Karnal sintetiza assim a história da sustentabilidade: surgiu um conceito novo, segundo o qual não sou dono deste mundo, sou um locatário momentâneo, preciso entregá-lo em boas condições para as gerações que vêm aí. “Quanto mais civilizado sou, mais uso as coisas na medida. Nada mais cafona do que esbanjar, consumir muito, ostentar, ser através do ter”.

À plateia ainda atenta, ele frisa: “Não posso mudar o mundo, mas posso mudar a mim mesmo. Todo problema causado pelo ser humano tem uma solução humana. O problema é que somos bons em omitir a própria responsabilidade”, como relata neste áudio.

Mas a questão é quando os problemas causados pelo homem atingem uma dimensão tamanha que escapam ao controle humano. Estamos neste limiar e, em alguns casos, já o ultrapassamos. Ainda há o que se pode fazer para minimizar, mas vários efeitos das escolhas inconsequentes já são irreversíveis.
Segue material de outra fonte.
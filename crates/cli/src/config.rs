//! Command line configuration, read from the environment.
use std::env;
use std::path::PathBuf;

#[derive(Clone, Debug)]
pub struct CliConfig {
    /// Content root holding `config.toml`, `spells/`, `loadouts/` and `scenarios/`.
    pub data_dir: PathBuf,
    pub scenario: String,
    /// Overrides the seed from `config.toml`.
    pub seed: Option<u64>,
    /// Overrides the scenario's duration.
    pub duration_ms: Option<u64>,
    /// Prints every combat log entry through tracing.
    pub combat_log: bool,
}

impl Default for CliConfig {
    fn default() -> Self {
        Self {
            data_dir: PathBuf::from("crates/sim/content/data"),
            scenario: "rogue_tempest".to_string(),
            seed: None,
            duration_ms: None,
            combat_log: false,
        }
    }
}

impl CliConfig {
    /// Construct configuration from environment variables.
    ///
    /// Environment variables:
    /// - `SIM_DATA_DIR` - Content directory (default: `crates/sim/content/data`)
    /// - `SIM_SCENARIO` - Scenario name under `scenarios/` (default: `rogue_tempest`)
    /// - `SIM_SEED` - Seed override
    /// - `SIM_DURATION_MS` - Duration override in milliseconds
    /// - `SIM_COMBAT_LOG` - Print the combat log (default: false)
    pub fn from_env() -> Self {
        let mut config = Self::default();

        if let Some(dir) = read_env::<PathBuf>("SIM_DATA_DIR") {
            config.data_dir = dir;
        }
        if let Some(scenario) = read_env::<String>("SIM_SCENARIO") {
            config.scenario = scenario;
        }
        config.seed = read_env("SIM_SEED");
        config.duration_ms = read_env("SIM_DURATION_MS");
        if let Some(show) = read_env_bool("SIM_COMBAT_LOG") {
            config.combat_log = show;
        }

        config
    }

    /// A positional argument names the scenario, overriding `SIM_SCENARIO`.
    #[must_use]
    pub fn with_args(mut self, mut args: impl Iterator<Item = String>) -> Self {
        if let Some(scenario) = args.next() {
            self.scenario = scenario;
        }
        self
    }
}

fn read_env<T>(key: &str) -> Option<T>
where
    T: std::str::FromStr,
{
    env::var(key).ok()?.parse().ok()
}

fn read_env_bool(key: &str) -> Option<bool> {
    match env::var(key).ok()?.to_lowercase().as_str() {
        "true" | "1" | "yes" | "on" => Some(true),
        "false" | "0" | "no" | "off" => Some(false),
        _ => None,
    }
}

#[cfg(test)]
mod tests {
    use super::*;

    #[test]
    fn positional_argument_names_scenario() {
        let config = CliConfig::default().with_args(vec!["warlock_fire".to_string()].into_iter());
        assert_eq!(config.scenario, "warlock_fire");
        let config = CliConfig::default().with_args(std::iter::empty());
        assert_eq!(config.scenario, "rogue_tempest");
    }
}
O que este texto – com uma abordagem bastante mais sombria – sugere é que a comunicação, principalmente por parte de quem produz o conhecimento, como os cientistas, tem sido tímida demais. Não é incisiva o suficiente para alertar que os efeitos da mudança do clima são mais graves e mais próximos do que pensávamos.

Vem aí fome, colapso econômico e um sol que nos irá cozinhar. O estrago está dado, o que resta à nossa geração é uma oportunidade exígua de calibrá-lo um pouco e se adaptar a ele, antes que os excessos do consumo nos consumam de vez.

A narrativa catastrofista, ainda que seja fiel à catástrofe que de fato se avizinha, pode repelir as pessoas, induzindo-as à negação e a aproveitar o máximo da vida enquanto podem. A pior opção será a da inação, o que valida bastante uma abordagem de comunicação mais envolvente como a experimentada por Karnal.